The women kept looking for women among the pale-skins, but there were none. Such a strange people. How did they fornicate? With whom? But what women could fornicate with men who stank so foully? Someone deduced, “It’s a war party. That’s why no women go with them.”

Donnacona needed to comprehend the idea that more people lived upon the earth than lived upon the earth. More land rose up from the waters than rose up from the waters. What were the people to understand about these terrible truths?
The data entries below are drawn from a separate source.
//! Disk space fetching
//!
//! This module provides a trait-based abstraction over where volume data
//! comes from ([`DiskSpaceSource`]) and the filtering and mapping that turns
//! raw volume descriptors into labelled [`VolumeReading`]s.
//! Currently supports the Sonarr/Radarr (`*arr`) disk space endpoint.

use std::sync::Arc;

use async_trait::async_trait;
use serde::Deserialize;

use crate::error::FetchResult;
use crate::types::{DriveConfig, VolumeReading};

pub mod arr;

pub use arr::ArrClient;

/// A volume as reported by the remote API
#[derive(Debug, Clone, PartialEq, Eq, Deserialize)]
#[serde(rename_all = "camelCase")]
pub struct VolumeDescriptor {
    pub path: String,
    pub free_space: i64,
    pub total_space: i64,
}

/// Trait for disk space sources
#[async_trait]
pub trait DiskSpaceSource: Send + Sync {
    /// Get the name of this source
    fn name(&self) -> &str;

    /// Fetch every volume the source knows about, in source order
    async fn volumes(&self) -> FetchResult<Vec<VolumeDescriptor>>;
}

/// Result of a successful fetch
#[derive(Debug, Clone, PartialEq)]
pub enum FetchOutcome {
    /// At least one configured drive matched
    Readings(Vec<VolumeReading>),
    /// The API answered, but nothing matched the configured drives
    NoData,
}

/// Fetches volumes and keeps only the configured drives
#[derive(Clone)]
pub struct DiskSpaceFetcher {
    source: Arc<dyn DiskSpaceSource>,
    drives: Vec<DriveConfig>,
}

impl DiskSpaceFetcher {
    pub fn new(source: Arc<dyn DiskSpaceSource>, drives: Vec<DriveConfig>) -> Self {
        Self { source, drives }
    }

    pub fn drives(&self) -> &[DriveConfig] {
        &self.drives
    }

    /// Fetch and derive readings for the configured drives
    pub async fn fetch(&self) -> FetchResult<FetchOutcome> {
        tracing::debug!(source = self.source.name(), "Fetching disk space");
        let volumes = self.source.volumes().await?;
        tracing::debug!(count = volumes.len(), "Disk space response received");

        let readings = select_readings(&volumes, &self.drives);
        if readings.is_empty() {
            return Ok(FetchOutcome::NoData);
        }

        for reading in &readings {
            tracing::debug!(
                label = %reading.label,
                free_gb = reading.free_space_gb,
                total_gb = reading.total_space_gb,
                percent = reading.remaining_percent,
                "Fetched volume"
            );
        }
        Ok(FetchOutcome::Readings(readings))
    }
}

/// Keep the volumes whose path starts with a configured drive path
///
/// Output order follows `volumes`; each kept volume is labelled with the
/// alias of the first drive whose path is a prefix of it.
pub fn select_readings(volumes: &[VolumeDescriptor], drives: &[DriveConfig]) -> Vec<VolumeReading> {
    volumes
        .iter()
        .filter_map(|volume| {
            drives
                .iter()
                .find(|drive| drive.matches(&volume.path))
                .map(|drive| {
                    VolumeReading::from_bytes(&drive.alias, volume.free_space, volume.total_space)
                })
        })
        .collect()
}

#[cfg(test)]
mod tests {
    use super::*;

    fn volume(path: &str, free: i64, total: i64) -> VolumeDescriptor {
        VolumeDescriptor {
            path: path.to_string(),
            free_space: free,
            total_space: total,
        }
    }

    struct FixedSource(Vec<VolumeDescriptor>);

    #[async_trait]
    impl DiskSpaceSource for FixedSource {
        fn name(&self) -> &str {
            "fixed"
        }

        async fn volumes(&self) -> FetchResult<Vec<VolumeDescriptor>> {
            Ok(self.0.clone())
        }
    }

    #[test]
    fn test_descriptor_decodes_api_shape() {
        let json = r#"[{"path":"D:\\","label":"Data","freeSpace":107374182400,"totalSpace":214748364800}]"#;
        let volumes: Vec<VolumeDescriptor> = serde_json::from_str(json).unwrap();
        assert_eq!(volumes, vec![volume("D:\\", 107_374_182_400, 214_748_364_800)]);
    }

    #[test]
    fn test_single_drive_scenario() {
        let drives = vec![DriveConfig::new("D:\\", "TV")];
        let readings = select_readings(&[volume("D:\\", 107_374_182_400, 214_748_364_800)], &drives);
        assert_eq!(
            readings,
            vec![VolumeReading {
                label: "TV".to_string(),
                free_space_gb: 100.0,
                total_space_gb: 200.0,
                remaining_percent: 50.0,
            }]
        );
    }

    #[test]
    fn test_unconfigured_volumes_are_dropped() {
        let drives = vec![DriveConfig::new("/mnt/tv", "TV"), DriveConfig::new("/mnt/movies", "Movies")];
        let volumes = vec![
            volume("/", 1, 2),
            volume("/mnt/movies", 1, 2),
            volume("/boot", 1, 2),
            volume("/mnt/tv", 1, 2),
        ];
        let readings = select_readings(&volumes, &drives);
        let labels: Vec<&str> = readings.iter().map(|r| r.label.as_str()).collect();
        // API order, not config order
        assert_eq!(labels, vec!["Movies", "TV"]);
        assert!(readings
            .iter()
            .all(|r| drives.iter().any(|d| d.alias == r.label)));
    }

    #[test]
    fn test_first_matching_drive_wins() {
        let drives = vec![
            DriveConfig::new("/mnt", "All mounts"),
            DriveConfig::new("/mnt/tv", "TV"),
        ];
        let readings = select_readings(&[volume("/mnt/tv", 1, 2)], &drives);
        assert_eq!(readings[0].label, "All mounts");

        let reversed: Vec<DriveConfig> = drives.into_iter().rev().collect();
        let readings = select_readings(&[volume("/mnt/tv", 1, 2)], &reversed);
        assert_eq!(readings[0].label, "TV");
    }

    #[tokio::test]
    async fn test_fetch_no_match_is_no_data() {
        let source = Arc::new(FixedSource(vec![volume("/", 1, 2)]));
        let fetcher = DiskSpaceFetcher::new(source, vec![DriveConfig::new("D:\\", "TV")]);
        assert_eq!(fetcher.fetch().await.unwrap(), FetchOutcome::NoData);
    }

    #[tokio::test]
    async fn test_fetch_empty_response_is_no_data() {
        let fetcher = DiskSpaceFetcher::new(
            Arc::new(FixedSource(Vec::new())),
            vec![DriveConfig::new("D:\\", "TV")],
        );
        assert_eq!(fetcher.fetch().await.unwrap(), FetchOutcome::NoData);
    }

    #[tokio::test]
    async fn test_fetch_returns_readings() {
        let source = Arc::new(FixedSource(vec![volume("E:\\", 0, 1)]));
        let fetcher = DiskSpaceFetcher::new(source, vec![DriveConfig::new("E:\\", "Movies")]);
        match fetcher.fetch().await.unwrap() {
            FetchOutcome::Readings(readings) => {
                assert_eq!(readings.len(), 1);
                assert_eq!(readings[0].label, "Movies");
            }
            FetchOutcome::NoData => panic!("expected readings"),
        }
    }
}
Cartier had carried on, to explore the shores and islands further north, and when he departed for his land across the waters before the return of winter, he took with him not only Donnacona’s gifts but also the man’s two sons, Domagaya and Taignoagny. They would fare well across the sea, and in the following year they returned home with wild stories of villages as large as forests, and of a house as huge as a mountain, made primarily of gold, in which the
white chief dwelled. They spoke of other wonders so astounding that the chief had threatened to punish his sons if they did not stop uttering such terrible lies. In the land of the pale-skins, massive four-legged creatures taller than moose pulled land canoes in which they carried a man’s belongings, the man himself, and his wife and children. These giant beasts obeyed the white man’s words and allowed the white man to ride upon their backs.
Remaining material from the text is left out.